▶ _Your goal_
Copy every line of the data that includes the string "checkout".

***** Information provided *****

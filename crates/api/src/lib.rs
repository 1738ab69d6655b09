//! HTTP edge for the checkout saga.
//!
//! Validates the shape of incoming requests and forwards them to the
//! [`saga::SagaOrchestrator`]. Errors are answered with a status derived from
//! their [`common::ErrorKind`]. Structured logging goes through `tracing` and
//! metrics are exposed in Prometheus format on `/metrics`.

pub mod config;
pub mod error;
pub mod routes;
pub mod state;

use std::sync::Arc;

use axum::Router;
use axum::routing::{get, post};
use metrics_exporter_prometheus::PrometheusHandle;
use tower_http::cors::{Any, CorsLayer};
use tower_http::trace::TraceLayer;

pub use config::{Config, LogFormat};
pub use error::ApiError;
pub use state::{AppState, StartupError, build_state, in_memory_state};

/// Creates the Axum application router with all routes and shared state.
pub fn create_app(state: Arc<AppState>, metrics_handle: PrometheusHandle) -> Router {
    let metrics_router = Router::new()
        .route("/metrics", get(routes::metrics::render))
        .with_state(metrics_handle);

    Router::new()
        .route("/health", get(routes::health::check))
        .route("/checkout", post(routes::checkout::place))
        .route("/checkout/orders/{order_id}", get(routes::checkout::order))
        .route("/sagas/{saga_id}", get(routes::sagas::get))
        .with_state(state)
        .merge(metrics_router)
        .layer(
            CorsLayer::new()
                .allow_origin(Any)
                .allow_methods(Any)
                .allow_headers(Any),
        )
        .layer(TraceLayer::new_for_http())
}
use std::time::Duration;

use common::{ErrorKind, Participant, ParticipantError};
use thiserror::Error;

/// Errors observed by the sender of a command.
#[derive(Debug, Error)]
pub enum ChannelError {
    /// No reply arrived within the bound. The command may or may not have run.
    #[error("No reply from {participant} to '{command}' within {timeout:?}")]
    Timeout {
        participant: Participant,
        command: String,
        timeout: Duration,
    },

    /// The participant handled the command and replied with a failure.
    #[error("{participant} rejected '{command}': {source}")]
    Rejected {
        participant: Participant,
        command: String,
        #[source]
        source: ParticipantError,
    },

    /// Nothing consumes the participant's queue.
    #[error("No consumer registered for {0} commands")]
    NoConsumer(Participant),

    /// The transport failed before a reply could be awaited.
    #[error("Transport error: {0}")]
    Transport(String),

    /// A payload or reply could not be (de)serialized.
    #[error("Codec error: {0}")]
    Codec(#[from] serde_json::Error),
}

impl ChannelError {
    /// Classifies the failure.
    pub fn kind(&self) -> ErrorKind {
        match self {
            ChannelError::Timeout { .. } => ErrorKind::Timeout,
            ChannelError::Rejected { source, .. } => source.kind(),
            ChannelError::NoConsumer(_) | ChannelError::Transport(_) => ErrorKind::Transport,
            ChannelError::Codec(_) => ErrorKind::Invalid,
        }
    }

    /// Returns the participant's own failure, if it replied with one.
    pub fn participant_error(&self) -> Option<&ParticipantError> {
        match self {
            ChannelError::Rejected { source, .. } => Some(source),
            _ => None,
        }
    }
}

/// Result type for channel operations.
pub type Result<T> = std::result::Result<T, ChannelError>;
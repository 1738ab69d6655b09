//! In-process command channel backed by tokio queues.

use std::collections::HashMap;
use std::sync::{Arc, RwLock};
use std::time::Duration;

use async_trait::async_trait;
use common::{Participant, ParticipantError};
use tokio::sync::{Mutex, mpsc, oneshot};
use tracing::{debug, error, warn};

use crate::error::{ChannelError, Result};
use crate::handler::CommandHandler;
use crate::CommandChannel;

type ReplySender = oneshot::Sender<std::result::Result<serde_json::Value, ParticipantError>>;

/// Tuning for [`InProcessChannel`].
#[derive(Debug, Clone)]
pub struct InProcessChannelConfig {
    /// How long a sender waits for a reply.
    pub timeout: Duration,
    /// Worker slots per participant. Each slot holds one unacknowledged command.
    pub workers: usize,
    /// Capacity of each participant queue.
    pub queue_capacity: usize,
    /// Redeliveries of a command whose handler panicked before the command is dropped.
    pub max_redeliveries: u32,
}

impl Default for InProcessChannelConfig {
    fn default() -> Self {
        Self {
            timeout: Duration::from_secs(5),
            workers: 1,
            queue_capacity: 256,
            max_redeliveries: 3,
        }
    }
}

/// Delivery faults injected by tests.
///
/// Duplicated commands are enqueued ahead of the original and their replies
/// discarded. A dropped reply lets the handler run but never answers the
/// sender, who observes a timeout.
#[derive(Debug, Clone, Default)]
pub struct ChannelFaults {
    duplicates: HashMap<String, u32>,
    dropped_replies: HashMap<String, u32>,
}

impl ChannelFaults {
    pub fn new() -> Self {
        Self::default()
    }

    /// Delivers every `command` `extra` additional times.
    pub fn with_duplicates(mut self, command: &str, extra: u32) -> Self {
        self.duplicates.insert(command.to_string(), extra);
        self
    }

    /// Drops the replies of the next `count` sends of `command`.
    pub fn with_dropped_replies(mut self, command: &str, count: u32) -> Self {
        self.dropped_replies.insert(command.to_string(), count);
        self
    }

    fn take(&mut self, command: &str) -> (u32, bool) {
        let extra = self.duplicates.get(command).copied().unwrap_or(0);
        let drop_reply = match self.dropped_replies.get_mut(command) {
            Some(remaining) if *remaining > 0 => {
                *remaining -= 1;
                true
            }
            _ => false,
        };
        (extra, drop_reply)
    }
}

struct Delivery {
    command: String,
    payload: serde_json::Value,
    reply: Option<ReplySender>,
    drop_reply: bool,
    attempt: u32,
}

struct Inner {
    config: InProcessChannelConfig,
    queues: RwLock<HashMap<Participant, mpsc::Sender<Delivery>>>,
    faults: RwLock<ChannelFaults>,
}

/// Command channel whose participants run as tokio tasks in this process.
///
/// Each participant gets a bounded queue consumed by `workers` tasks. A worker
/// takes one command, runs the handler to completion and only then takes the
/// next one. A handler that panics is treated as an unacknowledged delivery
/// and the command is requeued.
#[derive(Clone)]
pub struct InProcessChannel {
    inner: Arc<Inner>,
}

impl InProcessChannel {
    pub fn new(config: InProcessChannelConfig) -> Self {
        Self {
            inner: Arc::new(Inner {
                config,
                queues: RwLock::new(HashMap::new()),
                faults: RwLock::new(ChannelFaults::default()),
            }),
        }
    }

    pub fn config(&self) -> &InProcessChannelConfig {
        &self.inner.config
    }

    /// Starts consuming the handler's participant queue.
    ///
    /// Registering a second handler for the same participant replaces the
    /// first once its queued commands drain. Must be called within a tokio runtime.
    pub fn register(&self, handler: Arc<dyn CommandHandler>) {
        let participant = handler.participant();
        let (tx, rx) = mpsc::channel(self.inner.config.queue_capacity.max(1));
        let rx = Arc::new(Mutex::new(rx));

        for slot in 0..self.inner.config.workers.max(1) {
            tokio::spawn(run_worker(
                participant,
                slot,
                handler.clone(),
                rx.clone(),
                tx.downgrade(),
                self.inner.config.max_redeliveries,
            ));
        }

        self.inner.queues.write().unwrap().insert(participant, tx);
        debug!(%participant, workers = self.inner.config.workers, "Registered command handler");
    }

    /// Replaces the injected delivery faults.
    pub fn set_faults(&self, faults: ChannelFaults) {
        *self.inner.faults.write().unwrap() = faults;
    }

    pub fn clear_faults(&self) {
        self.set_faults(ChannelFaults::default());
    }
}

impl Default for InProcessChannel {
    fn default() -> Self {
        Self::new(InProcessChannelConfig::default())
    }
}

#[async_trait]
impl CommandChannel for InProcessChannel {
    #[tracing::instrument(skip(self, participant, payload), fields(participant = %participant))]
    async fn send(
        &self,
        participant: Participant,
        command: &str,
        payload: serde_json::Value,
    ) -> Result<serde_json::Value> {
        let queue = self
            .inner
            .queues
            .read()
            .unwrap()
            .get(&participant)
            .cloned()
            .ok_or(ChannelError::NoConsumer(participant))?;
        let (extra, drop_reply) = self.inner.faults.write().unwrap().take(command);
        let timeout = self.inner.config.timeout;

        let exchange = async {
            for _ in 0..extra {
                let duplicate = Delivery {
                    command: command.to_string(),
                    payload: payload.clone(),
                    reply: None,
                    drop_reply: true,
                    attempt: 0,
                };
                queue
                    .send(duplicate)
                    .await
                    .map_err(|_| ChannelError::NoConsumer(participant))?;
            }

            let (tx, rx) = oneshot::channel();
            let delivery = Delivery {
                command: command.to_string(),
                payload,
                reply: Some(tx),
                drop_reply,
                attempt: 0,
            };
            queue
                .send(delivery)
                .await
                .map_err(|_| ChannelError::NoConsumer(participant))?;

            // A closed reply slot means the reply was lost.
            Ok::<_, ChannelError>(rx.await.ok())
        };

        match tokio::time::timeout(timeout, exchange).await {
            Ok(Ok(Some(Ok(value)))) => Ok(value),
            Ok(Ok(Some(Err(source)))) => Err(ChannelError::Rejected {
                participant,
                command: command.to_string(),
                source,
            }),
            Ok(Err(e)) => Err(e),
            Ok(Ok(None)) | Err(_) => {
                metrics::counter!("channel_timeouts_total", "participant" => participant.as_str())
                    .increment(1);
                warn!(command, ?timeout, "No reply received");
                Err(ChannelError::Timeout {
                    participant,
                    command: command.to_string(),
                    timeout,
                })
            }
        }
    }
}

async fn run_worker(
    participant: Participant,
    slot: usize,
    handler: Arc<dyn CommandHandler>,
    queue: Arc<Mutex<mpsc::Receiver<Delivery>>>,
    requeue: mpsc::WeakSender<Delivery>,
    max_redeliveries: u32,
) {
    loop {
        let next = queue.lock().await.recv().await;
        let Some(mut delivery) = next else {
            debug!(%participant, slot, "Command queue closed, worker exiting");
            break;
        };

        let task_handler = handler.clone();
        let command = delivery.command.clone();
        let payload = delivery.payload.clone();
        let outcome =
            tokio::spawn(async move { task_handler.handle(&command, payload).await }).await;

        match outcome {
            Ok(result) => {
                if let Some(reply) = delivery.reply.take() {
                    if !delivery.drop_reply {
                        // The sender may have given up already.
                        let _ = reply.send(result);
                    }
                }
            }
            Err(join_error) => {
                let command = delivery.command.clone();
                if delivery.attempt >= max_redeliveries {
                    error!(
                        %participant,
                        command,
                        attempts = delivery.attempt + 1,
                        "Handler failed on every delivery, dropping command: {join_error}"
                    );
                    continue;
                }
                let Some(sender) = requeue.upgrade() else {
                    continue;
                };
                delivery.attempt += 1;
                metrics::counter!("channel_redeliveries_total", "participant" => participant.as_str())
                    .increment(1);
                warn!(%participant, command, attempt = delivery.attempt, "Redelivering command after handler failure");
                // Requeue off the worker so a full queue cannot stall it.
                tokio::spawn(async move {
                    let _ = sender.send(delivery).await;
                });
            }
        }
    }
}

#[cfg(test)]
mod tests {
    use super::*;
    use crate::CommandChannelExt;
    use common::{Entity, OrderId, OrderRef};
    use std::sync::atomic::{AtomicU32, Ordering};

    struct Echo {
        calls: AtomicU32,
        panics_left: AtomicU32,
        delay: Duration,
    }

    impl Echo {
        fn new() -> Arc<Self> {
            Arc::new(Self {
                calls: AtomicU32::new(0),
                panics_left: AtomicU32::new(0),
                delay: Duration::ZERO,
            })
        }

        fn calls(&self) -> u32 {
            self.calls.load(Ordering::SeqCst)
        }
    }

    #[async_trait]
    impl CommandHandler for Echo {
        fn participant(&self) -> Participant {
            Participant::Order
        }

        async fn handle(
            &self,
            command: &str,
            payload: serde_json::Value,
        ) -> std::result::Result<serde_json::Value, ParticipantError> {
            self.calls.fetch_add(1, Ordering::SeqCst);
            if !self.delay.is_zero() {
                tokio::time::sleep(self.delay).await;
            }
            if self
                .panics_left
                .fetch_update(Ordering::SeqCst, Ordering::SeqCst, |n| n.checked_sub(1))
                .is_ok()
            {
                panic!("handler crashed");
            }
            match command {
                "order.get" => Ok(payload),
                _ => Err(ParticipantError::not_found(Entity::Order, "missing")),
            }
        }
    }

    fn channel(timeout: Duration) -> InProcessChannel {
        InProcessChannel::new(InProcessChannelConfig {
            timeout,
            ..Default::default()
        })
    }

    #[tokio::test]
    async fn test_request_reply() {
        let channel = channel(Duration::from_secs(1));
        let handler = Echo::new();
        channel.register(handler.clone());

        let request = OrderRef::new(OrderId::new());
        let reply: OrderRef = channel
            .request(Participant::Order, "order.get", &request)
            .await
            .unwrap();

        assert_eq!(reply, request);
        assert_eq!(handler.calls(), 1);
    }

    #[tokio::test]
    async fn test_participant_error_is_rejected() {
        let channel = channel(Duration::from_secs(1));
        channel.register(Echo::new());

        let err = channel
            .send(Participant::Order, "order.cancel", serde_json::json!({}))
            .await
            .unwrap_err();

        assert!(matches!(
            err.participant_error(),
            Some(ParticipantError::NotFound { .. })
        ));
    }

    #[tokio::test]
    async fn test_unregistered_participant() {
        let channel = channel(Duration::from_secs(1));
        let err = channel
            .send(Participant::Payment, "payment.process", serde_json::json!({}))
            .await
            .unwrap_err();
        assert!(matches!(err, ChannelError::NoConsumer(Participant::Payment)));
    }

    #[tokio::test(start_paused = true)]
    async fn test_slow_handler_times_out() {
        let channel = channel(Duration::from_millis(100));
        let handler = Arc::new(Echo {
            calls: AtomicU32::new(0),
            panics_left: AtomicU32::new(0),
            delay: Duration::from_secs(10),
        });
        channel.register(handler);

        let err = channel
            .send(Participant::Order, "order.get", serde_json::json!({}))
            .await
            .unwrap_err();
        assert!(matches!(err, ChannelError::Timeout { .. }));
    }

    #[tokio::test]
    async fn test_panicking_handler_is_redelivered() {
        let channel = channel(Duration::from_secs(5));
        let handler = Echo::new();
        handler.panics_left.store(2, Ordering::SeqCst);
        channel.register(handler.clone());

        let reply = channel
            .send(Participant::Order, "order.get", serde_json::json!({"n": 1}))
            .await
            .unwrap();

        assert_eq!(reply, serde_json::json!({"n": 1}));
        assert_eq!(handler.calls(), 3);
    }

    #[tokio::test]
    async fn test_duplicates_run_before_original() {
        let channel = channel(Duration::from_secs(1));
        let handler = Echo::new();
        channel.register(handler.clone());
        channel.set_faults(ChannelFaults::new().with_duplicates("order.get", 2));

        channel
            .send(Participant::Order, "order.get", serde_json::json!({}))
            .await
            .unwrap();

        assert_eq!(handler.calls(), 3);
    }

    #[tokio::test]
    async fn test_dropped_reply_is_a_timeout_after_handler_ran() {
        let channel = channel(Duration::from_secs(1));
        let handler = Echo::new();
        channel.register(handler.clone());
        channel.set_faults(ChannelFaults::new().with_dropped_replies("order.get", 1));

        let err = channel
            .send(Participant::Order, "order.get", serde_json::json!({}))
            .await
            .unwrap_err();
        assert!(matches!(err, ChannelError::Timeout { .. }));
        assert_eq!(handler.calls(), 1);

        // Only the next send was affected.
        channel
            .send(Participant::Order, "order.get", serde_json::json!({}))
            .await
            .unwrap();
    }
}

*****

▶ _Response below_
//! HTTP edge for the checkout saga.
        .route("/checkout", post(routes::checkout::place))
        .route("/checkout/orders/{order_id}", get(routes::checkout::order))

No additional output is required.